A lot of good discussion here. I will stick with the Vandagraph cells for now but may work one of the AIs in the mix to see the difference. I usually do the O2 flush on the way down too but I haven't done any hot drops with mine yet as I am usually diving the great lakes or quarries, so I am normally in no hurry. I get down to 20, do my flushes and checks and then head down. I am usually waiting on the OC divers to join my buddy and I anyway.

I think the solid state are still in the works last I read.
 
The argument I’ve heard about Oxygen flush at 20’ is that if you forget to flush with DIL you could tox and die. My argument to counter that is that if you are too stupid to remember to flush after you have remembered to check your cells, you’re too stupid to dive a rebreather.

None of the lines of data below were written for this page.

// Integration tests for retention pruning

use chrono::{DateTime, Duration, TimeZone, Utc};
use difflog_core::pruner::min_age_timestamp;
use difflog_core::record::precise_timestamp;
use difflog_core::store::KeyScan;
use difflog_core::{
    DiffLog, DiffsConfig, ExError, ExErrorKind, KeyOutcome, MemoryIndex, MemoryStore, Order,
    Pruner, Registry, Result, ScanCursor, ScanPage, ScoredMember, TimeSeriesStore,
};
use serde_json::json;
use std::sync::atomic::{AtomicUsize, Ordering};
use std::sync::Arc;

fn now() -> DateTime<Utc> {
    Utc.timestamp_opt(1_700_000_000, 0).unwrap()
}

fn minutes_ago(minutes: i64) -> f64 {
    precise_timestamp(now() - Duration::minutes(minutes))
}

#[test]
fn test_prune_boundary_with_default_age() {
    // Given: diffs at T-2h, T-61m, T-59m and T
    let store = Arc::new(MemoryStore::new());
    let log = DiffLog::new("testmodel", store.clone(), &DiffsConfig::default());
    for (i, minutes) in [120, 61, 59, 0].iter().enumerate() {
        log.create(json!({"i": i}), i == 0, "1", Some(minutes_ago(*minutes)))
            .unwrap();
    }

    // When: pruning at T with the default retention
    let report = Pruner::new(store.clone(), "")
        .prune_at(now(), DiffsConfig::default().max_element_age)
        .unwrap();

    // Then: exactly the two expired diffs are gone
    assert_eq!(report.total_removed(), 2);
    let remaining = log.get_for_entity("1").unwrap();
    assert_eq!(remaining.len(), 2);
    assert_eq!(remaining[0].timestamp, minutes_ago(59));
    assert_eq!(remaining[1].timestamp, minutes_ago(0));
}

#[test]
fn test_old_element_removed_fresh_kept() {
    let store = Arc::new(MemoryStore::new());
    store.append("test", b"one", precise_timestamp(now())).unwrap();
    store
        .append(
            "test",
            b"two",
            precise_timestamp(now() - Duration::seconds(3601)),
        )
        .unwrap();

    Pruner::new(store.clone(), "").prune_at(now(), 3600).unwrap();
    assert_eq!(store.card("test").unwrap(), 1);
}

#[test]
fn test_non_sorted_set_key_is_reported_not_raised() {
    let store = Arc::new(MemoryStore::new());
    store.set_scalar("test", b"value").unwrap();
    store.append("widget-1", b"old", minutes_ago(90)).unwrap();
    store.append("widget-2", b"old", minutes_ago(90)).unwrap();

    let report = Pruner::new(store.clone(), "").prune_at(now(), 3600).unwrap();

    let failures: Vec<_> = report.failures().collect();
    assert_eq!(failures.len(), 1);
    assert_eq!(failures[0].0, "test");
    assert_eq!(failures[0].1.kind(), ExErrorKind::KeyTypeMismatch);
    assert_eq!(report.total_removed(), 2);
}

#[test]
fn test_report_threshold_matches_clock() {
    let store = Arc::new(MemoryStore::new());
    let report = Pruner::new(store, "").prune_at(now(), 60).unwrap();
    assert_eq!(report.min_age_timestamp, min_age_timestamp(now(), 60));
    assert!(report.outcomes.is_empty());
    assert_eq!(report.index_removed, None);
}

#[test]
fn test_registry_pruner_expires_index_rows() {
    let store = Arc::new(MemoryStore::new());
    let config = DiffsConfig {
        key_prefix: "diffs:".to_string(),
        ..DiffsConfig::default()
    };
    let mut registry = Registry::new(store.clone(), config).with_index(Arc::new(MemoryIndex::new()));
    let log = registry.register("widget", "Widget").unwrap();

    log.create(json!({"v": 1}), true, "1", Some(minutes_ago(120))).unwrap();
    log.create(json!({"v": 2}), false, "1", Some(minutes_ago(1))).unwrap();
    store.append("unrelated", b"old", minutes_ago(120)).unwrap();

    let report = registry.pruner().prune_at(now(), 3600).unwrap();

    assert_eq!(report.index_removed, Some(1));
    assert_eq!(log.get_all_for_entity("1").unwrap().len(), 1);
    assert!(matches!(
        report.outcome_for("unrelated"),
        Some(KeyOutcome::Skipped { .. })
    ));
    assert_eq!(store.card("unrelated").unwrap(), 1);
}

/// Memory store whose scan fails on one page request
struct FailingScan {
    inner: MemoryStore,
    fail_on_call: usize,
    calls: AtomicUsize,
}

impl FailingScan {
    fn new(fail_on_call: usize) -> Self {
        Self {
            inner: MemoryStore::new(),
            fail_on_call,
            calls: AtomicUsize::new(0),
        }
    }
}

impl TimeSeriesStore for FailingScan {
    fn append(&self, key: &str, member: &[u8], score: f64) -> Result<bool> {
        self.inner.append(key, member, score)
    }

    fn range(&self, key: &str, start: isize, stop: isize, order: Order) -> Result<Vec<ScoredMember>> {
        self.inner.range(key, start, stop, order)
    }

    fn remove(&self, key: &str, member: &[u8]) -> Result<bool> {
        self.inner.remove(key, member)
    }

    fn remove_scored_below(&self, key: &str, max_score: f64) -> Result<u64> {
        self.inner.remove_scored_below(key, max_score)
    }

    fn scan_page(&self, prefix: &str, cursor: &ScanCursor, count: usize) -> Result<ScanPage> {
        let call = self.calls.fetch_add(1, Ordering::SeqCst) + 1;
        if call == self.fail_on_call {
            return Err(ExError::new(ExErrorKind::StoreUnavailable).with_op("scan_page"));
        }
        self.inner.scan_page(prefix, cursor, count)
    }
}

#[test]
fn test_interrupted_scan_returns_progress_and_cursor() {
    // Given: four expired keys and a store that drops out on the second page
    let store = Arc::new(FailingScan::new(2));
    for key in ["a", "b", "c", "d"] {
        store.append(key, b"old", minutes_ago(120)).unwrap();
    }
    let pruner = Pruner::new(store.clone(), "").with_scan_count(2);

    // When: the pass is interrupted
    let interrupted = pruner.prune_at(now(), 3600).unwrap_err();

    // Then: the first page's work is reported with a cursor past it
    assert_eq!(interrupted.error.kind(), ExErrorKind::StoreUnavailable);
    let visited: Vec<&str> = interrupted.partial.outcomes.iter().map(|o| o.key()).collect();
    assert_eq!(visited, vec!["a", "b"]);
    assert_eq!(interrupted.partial.total_removed(), 2);
    assert_eq!(store.inner.card("a").unwrap(), 0);
    assert_eq!(store.inner.card("c").unwrap(), 1);
    let cursor = interrupted.resume.clone().unwrap();
    assert_eq!(cursor, ScanCursor::Resume("b".to_string()));

    // And: resuming from the cursor finishes the remaining keys
    let report = pruner.prune_from(cursor, now(), 3600).unwrap();
    let visited: Vec<&str> = report.outcomes.iter().map(|o| o.key()).collect();
    assert_eq!(visited, vec!["c", "d"]);
    assert_eq!(store.inner.card("d").unwrap(), 0);
}

#[test]
fn test_interruption_on_first_page_resumes_from_start() {
    let store = Arc::new(FailingScan::new(1));
    store.append("a", b"old", minutes_ago(120)).unwrap();

    let interrupted = Pruner::new(store.clone(), "").prune_at(now(), 3600).unwrap_err();
    assert!(interrupted.partial.outcomes.is_empty());
    assert_eq!(interrupted.resume, Some(ScanCursor::Start));

    let err: ExError = interrupted.into();
    assert_eq!(err.kind(), ExErrorKind::StoreUnavailable);
}

#[test]
fn test_resume_from_page_cursor() {
    let store = Arc::new(MemoryStore::new());
    for key in ["a", "b", "c", "d", "e"] {
        store.append(key, b"old", minutes_ago(120)).unwrap();
    }

    // Stop after the first page of two keys
    let mut scan = KeyScan::new(&*store, "").with_count(2);
    let first: Vec<String> = scan.by_ref().take(2).map(|k| k.unwrap()).collect();
    assert!(scan.at_page_boundary());
    let cursor = scan.cursor().cloned().unwrap();
    assert_eq!(first, vec!["a", "b"]);

    let report = Pruner::new(store.clone(), "")
        .prune_from(cursor, now(), 3600)
        .unwrap();
    let visited: Vec<&str> = report.outcomes.iter().map(|o| o.key()).collect();
    assert_eq!(visited, vec!["c", "d", "e"]);

    // A fresh pass covers the rest
    let report = Pruner::new(store.clone(), "")
        .prune_from(ScanCursor::Start, now(), 3600)
        .unwrap();
    assert_eq!(report.total_removed(), 2);
}
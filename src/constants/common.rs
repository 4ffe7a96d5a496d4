pub const SERIAL_PORT: &str = "/dev/ttyACM0"; // Change this to match your serial port
pub const SERIAL_READ_SIZE: usize = 256;
pub const PROBE_SEQUENCE: [u8; 8] = [0x55, 0xAA, 0x55, 0xAA, 0x4F, 0x4B, 0x0D, 0x0A];
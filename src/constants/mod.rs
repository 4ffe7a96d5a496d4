pub mod common;
pub mod link_speed;
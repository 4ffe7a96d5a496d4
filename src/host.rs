use std::time::Duration;

use serialport::SerialPort;

use crate::constants::link_speed;

/// Opens the serial device at the agreed link speed.
///
/// The builder takes the numeric form; on unix the termios token is then
/// applied to the open descriptor, the same call the daemon side makes.
pub fn open_link(path: &str, timeout: Duration) -> serialport::Result<Box<dyn SerialPort>> {
    let builder = serialport::new(path, link_speed::LINK_SPEED_INTEGER).timeout(timeout);
    #[cfg(unix)]
    {
        use std::os::unix::io::AsRawFd;
        let port = builder.open_native()?;
        set_output_speed(port.as_raw_fd())?;
        Ok(Box::new(port))
    }
    #[cfg(not(unix))]
    {
        builder.open()
    }
}

/// Sets the output speed of an already open descriptor to the agreed rate,
/// through the opaque termios token.
#[cfg(unix)]
pub fn set_output_speed(fd: std::os::unix::io::RawFd) -> std::io::Result<()> {
    let mut tio = unsafe { std::mem::zeroed::<libc::termios>() };
    if unsafe { libc::tcgetattr(fd, &mut tio) } != 0 {
        return Err(std::io::Error::last_os_error());
    }
    if unsafe { libc::cfsetospeed(&mut tio, link_speed::LINK_SPEED_SPEED_T) } != 0 {
        return Err(std::io::Error::last_os_error());
    }
    if unsafe { libc::tcsetattr(fd, libc::TCSANOW, &tio) } != 0 {
        return Err(std::io::Error::last_os_error());
    }
    Ok(())
}
use std::path::PathBuf;
use std::sync::Arc;

use mirror_core::{sanitize, short_hash, Course, ResourceLocator};
use mirror_logging::{mirror_error, mirror_info, mirror_warn};
use tokio_util::sync::CancellationToken;

use crate::counters::{CounterSnapshot, DownloadCounters};
use crate::decode::load_stylesheets;
use crate::fetch::Transport;
use crate::remote::RemoteTree;
use crate::resource::ResourceFetcher;
use crate::settings::MirrorSettings;
use crate::walker::TreeWalker;
use crate::MirrorError;

/// Outcome of mirroring one course.
#[derive(Debug, Clone, PartialEq, Eq)]
pub struct MirrorSummary {
    pub course_dir: PathBuf,
    pub counters: CounterSnapshot,
    /// The run was interrupted or hit its deadline; the tree may be partial.
    pub cancelled: bool,
}

pub struct MirrorOrchestrator {
    remote: Arc<dyn RemoteTree>,
    transport: Arc<dyn Transport>,
    settings: MirrorSettings,
}

impl MirrorOrchestrator {
    pub fn new(
        remote: Arc<dyn RemoteTree>,
        transport: Arc<dyn Transport>,
        settings: MirrorSettings,
    ) -> Self {
        Self {
            remote,
            transport,
            settings,
        }
    }

    pub fn settings(&self) -> &MirrorSettings {
        &self.settings
    }

    /// Mirror one course into `<output_root>/<course name>/`.
    ///
    /// Only a failure to list the course's top-level contents is returned as
    /// an error; everything below that is counted in the summary.
    pub async fn run_course(
        &self,
        course: &Course,
        cancel: &CancellationToken,
    ) -> Result<MirrorSummary, MirrorError> {
        let token = cancel.child_token();
        let deadline = self.settings.run_deadline.map(|limit| {
            let token = token.clone();
            tokio::spawn(async move {
                tokio::time::sleep(limit).await;
                mirror_warn!("Run deadline of {:?} reached, stopping", limit);
                token.cancel();
            })
        });

        let course_dir = self.settings.output_root.join(course_dir_name(course));
        mirror_info!("Mirroring '{}' into {}", course.name, course_dir.display());

        let result = self.walk(course, &course_dir, token.clone()).await;
        if let Some(handle) = deadline {
            handle.abort();
        }

        let counters = result?;
        let summary = MirrorSummary {
            course_dir,
            counters,
            cancelled: token.is_cancelled(),
        };
        log_summary(course, &summary);
        Ok(summary)
    }

    async fn walk(
        &self,
        course: &Course,
        course_dir: &std::path::Path,
        token: CancellationToken,
    ) -> Result<CounterSnapshot, MirrorError> {
        let nodes = self
            .remote
            .list_course_contents(course)
            .await
            .inspect_err(|err| {
                mirror_error!("Cannot list contents of '{}': {}", course.name, err);
            })?;

        let walker = TreeWalker {
            course: course.clone(),
            remote: Arc::clone(&self.remote),
            fetcher: ResourceFetcher::new(
                Arc::clone(&self.transport),
                self.remote.site_origin(),
                self.settings.fetch_concurrency,
                token.clone(),
            ),
            settings: self.settings.clone(),
            counters: DownloadCounters::default(),
            cancel: token,
            stylesheet: load_stylesheets(&self.settings.stylesheets),
            locator: ResourceLocator::new(),
        };
        walker
            .visit_all(&nodes, course_dir, Some(course.name.as_str()))
            .await;
        Ok(walker.counters.snapshot())
    }

    /// Mirror courses one after another. A course whose listing fails does
    /// not stop the others; cancellation does.
    pub async fn run_courses(
        &self,
        courses: &[Course],
        cancel: &CancellationToken,
    ) -> Vec<Result<MirrorSummary, MirrorError>> {
        let mut results = Vec::with_capacity(courses.len());
        for course in courses {
            if cancel.is_cancelled() {
                mirror_warn!("Cancelled; skipping remaining courses");
                break;
            }
            results.push(self.run_course(course, cancel).await);
        }
        results
    }

    /// Like [`run_courses`](Self::run_courses), stopping new work on Ctrl-C.
    pub async fn run_until_interrupted(
        &self,
        courses: &[Course],
    ) -> Vec<Result<MirrorSummary, MirrorError>> {
        let cancel = CancellationToken::new();
        let listener = {
            let cancel = cancel.clone();
            tokio::spawn(async move {
                if tokio::signal::ctrl_c().await.is_ok() {
                    mirror_warn!("Interrupt received, finishing in-flight work");
                    cancel.cancel();
                }
            })
        };
        let results = self.run_courses(courses, &cancel).await;
        listener.abort();
        results
    }
}

fn course_dir_name(course: &Course) -> String {
    let name = sanitize(&course.name);
    if name.is_empty() {
        format!("course_{}", short_hash(&course.id))
    } else {
        name
    }
}

fn log_summary(course: &Course, summary: &MirrorSummary) {
    let counts = &summary.counters;
    mirror_info!(
        "Finished '{}'{}: {} attachments, {} embedded PDFs, {} pages, {} resources, {} already present, {} failures ({} files total)",
        course.name,
        if summary.cancelled { " (cancelled)" } else { "" },
        counts.api_attachments,
        counts.embedded_pdfs,
        counts.html_pages,
        counts.resources,
        counts.already_present,
        counts.failures,
        counts.total()
    );
}
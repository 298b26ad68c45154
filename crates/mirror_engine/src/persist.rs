use std::fs;
use std::io::{self, Write};
use std::path::{Path, PathBuf};

use tempfile::NamedTempFile;
use thiserror::Error;

#[derive(Debug, Error)]
pub enum PersistError {
    #[error("output directory missing or not writable: {0}")]
    OutputDir(String),
    #[error("io error: {0}")]
    Io(#[from] io::Error),
}

/// Ensure output directory exists; create if missing.
///
/// Tolerates another worker creating the same directory concurrently.
pub fn ensure_output_dir(dir: &Path) -> Result<(), PersistError> {
    if dir.exists() {
        let meta = fs::metadata(dir).map_err(|e| PersistError::OutputDir(e.to_string()))?;
        if !meta.is_dir() {
            return Err(PersistError::OutputDir("path is not a directory".into()));
        }
    } else {
        fs::create_dir_all(dir).map_err(|e| PersistError::OutputDir(e.to_string()))?;
    }
    Ok(())
}

#[derive(Debug, Clone, PartialEq, Eq)]
pub enum WriteOutcome {
    Written(PathBuf),
    /// The target was already there and has been left untouched.
    AlreadyExists(PathBuf),
}

/// Atomically write content to `{dir}/{filename}` by writing a temp file in
/// `dir` and renaming it into place. Existing files are never replaced.
pub struct AtomicFileWriter {
    dir: PathBuf,
}

impl AtomicFileWriter {
    pub fn new(dir: PathBuf) -> Self {
        Self { dir }
    }

    pub fn write_new(&self, filename: &str, content: &[u8]) -> Result<WriteOutcome, PersistError> {
        ensure_output_dir(&self.dir)?;

        let target = self.dir.join(filename);
        if target.exists() {
            return Ok(WriteOutcome::AlreadyExists(target));
        }

        let mut tmp = NamedTempFile::new_in(&self.dir)?;
        tmp.write_all(content)?;
        tmp.flush()?;
        tmp.as_file_mut().sync_all()?;

        match tmp.persist_noclobber(&target) {
            Ok(_) => Ok(WriteOutcome::Written(target)),
            Err(err) if err.error.kind() == io::ErrorKind::AlreadyExists => {
                Ok(WriteOutcome::AlreadyExists(target))
            }
            Err(err) => Err(PersistError::Io(err.error)),
        }
    }
}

There’s simply no reason not to do it at the beginning of a dive unless you’re too stupid to be diving a rebreather in the first place.

I thought the dive industry was trying to develop and encourage a 'Just Culture', whereby divers can feel free to talk about the mistakes they made in the dive community without fear of being called derogatory terms such as 'stupid'. That way everyone learns from everyone else's mistake including their own. Its called Human Error, it does not mean your stupid but labeling people as being stupid for making a mistake is one sure fire way of getting them to stop divulging their mistakes and then we all lose as no-one gets to learn from other divers errors.


Cathal
 
I thought there was some new solid state o2 sensors on the market that were supposed to fix many of the problems with galvanic. I vaguely remember them not requiring calibration and supposedly lasting nearly forever. Did those not actually become available or was the hype all just marketing bs?

Poseidon released them. Used on the Se7en right now, but have not gone to the other manufacturers yet so you can only use them in one CCR. Hoping that it will change very soon. The solid state cells are optical so wouldn't require calibration after the factory calibration, and being LED based would certainly outlast the rest of the unit on an hours basis.